[Collected data entries]
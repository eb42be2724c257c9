use std::path::PathBuf;

use thiserror::Error;

/// Centralized error type for the DBF to SQLite conversion
#[derive(Error, Debug)]
pub enum ConvertError {
    #[error("I/O error: {0}")]
    Io(#[from] std::io::Error),

    #[error("found unexpected version byte {version:#04x}: {reason}")]
    InvalidSourceVersion { version: u8, reason: String },

    #[error("invalid dbf header in {path}: {message}")]
    InvalidSourceHeader { path: PathBuf, message: String },

    #[error("record {index} could not be decoded: {message}")]
    RecordDecodeFailed { index: u32, message: String },

    #[error("don't know how to decode byte {code} (column {index})")]
    UnknownTypeCode { code: u8, index: usize },

    #[error("found {names} column names but {types} types")]
    ColumnCountMismatch { names: usize, types: usize },

    #[error("cannot build a statement without columns")]
    EmptySchema,

    #[error("'{0}' is not a plain sql identifier")]
    InvalidIdentifier(String),

    #[error("could not open destination {path}: {source}")]
    DestinationOpenFailed {
        path: PathBuf,
        #[source]
        source: rusqlite::Error,
    },

    #[error("trouble with {statement}: {source}")]
    SchemaCreationFailed {
        statement: String,
        #[source]
        source: rusqlite::Error,
    },

    #[error("trouble with {statement}: {source}")]
    StatementPrepareFailed {
        statement: String,
        #[source]
        source: rusqlite::Error,
    },

    #[error("insert of row {row_index} failed: {source}")]
    RowInsertFailed {
        row_index: u64,
        #[source]
        source: rusqlite::Error,
    },

    #[error("transaction error: {0}")]
    Transaction(#[source] rusqlite::Error),

    #[error("background task failed: {0}")]
    Task(#[from] tokio::task::JoinError),
}

impl ConvertError {
    pub fn invalid_header<P: Into<PathBuf>, S: Into<String>>(path: P, message: S) -> Self {
        Self::InvalidSourceHeader {
            path: path.into(),
            message: message.into(),
        }
    }

    pub fn record_decode<S: Into<String>>(index: u32, message: S) -> Self {
        Self::RecordDecodeFailed {
            index,
            message: message.into(),
        }
    }
}

/// Alias for fallible operations in the shared crate
pub type ConvertResult<T> = Result<T, ConvertError>;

Required action:
The records above are to be copied out exactly, line for line.

Solved problem:
repository eb42be2724c257c9
use std::path::PathBuf;

use thiserror::Error;

/// Centralized error type for the DBF to SQLite conversion
#[derive(Error, Debug)]
pub enum ConvertError {
    #[error("I/O error: {0}")]
    Io(#[from] std::io::Error),

    #[error("found unexpected version byte {version:#04x}: {reason}")]
    InvalidSourceVersion { version: u8, reason: String },

    #[error("invalid dbf header in {path}: {message}")]
    InvalidSourceHeader { path: PathBuf, message: String },

    #[error("record {index} could not be decoded: {message}")]
    RecordDecodeFailed { index: u32, message: String },

    #[error("don't know how to decode byte {code} (column {index})")]
    UnknownTypeCode { code: u8, index: usize },

    #[error("found {names} column names but {types} types")]
    ColumnCountMismatch { names: usize, types: usize },

    #[error("cannot build a statement without columns")]
    EmptySchema,

    #[error("'{0}' is not a plain sql identifier")]
    InvalidIdentifier(String),

    #[error("could not open destination {path}: {source}")]
    DestinationOpenFailed {
        path: PathBuf,
        #[source]
        source: rusqlite::Error,
    },

    #[error("trouble with {statement}: {source}")]
    SchemaCreationFailed {
        statement: String,
        #[source]
        source: rusqlite::Error,
    },

    #[error("trouble with {statement}: {source}")]
    StatementPrepareFailed {
        statement: String,
        #[source]
        source: rusqlite::Error,
    },

    #[error("insert of row {row_index} failed: {source}")]
    RowInsertFailed {
        row_index: u64,
        #[source]
        source: rusqlite::Error,
    },

    #[error("transaction error: {0}")]
    Transaction(#[source] rusqlite::Error),

    #[error("background task failed: {0}")]
    Task(#[from] tokio::task::JoinError),
}

impl ConvertError {
    pub fn invalid_header<P: Into<PathBuf>, S: Into<String>>(path: P, message: S) -> Self {
        Self::InvalidSourceHeader {
            path: path.into(),
            message: message.into(),
        }
    }

    pub fn record_decode<S: Into<String>>(index: u32, message: S) -> Self {
        Self::RecordDecodeFailed {
            index,
            message: message.into(),
        }
    }
}

/// Alias for fallible operations in the shared crate
pub type ConvertResult<T> = Result<T, ConvertError>;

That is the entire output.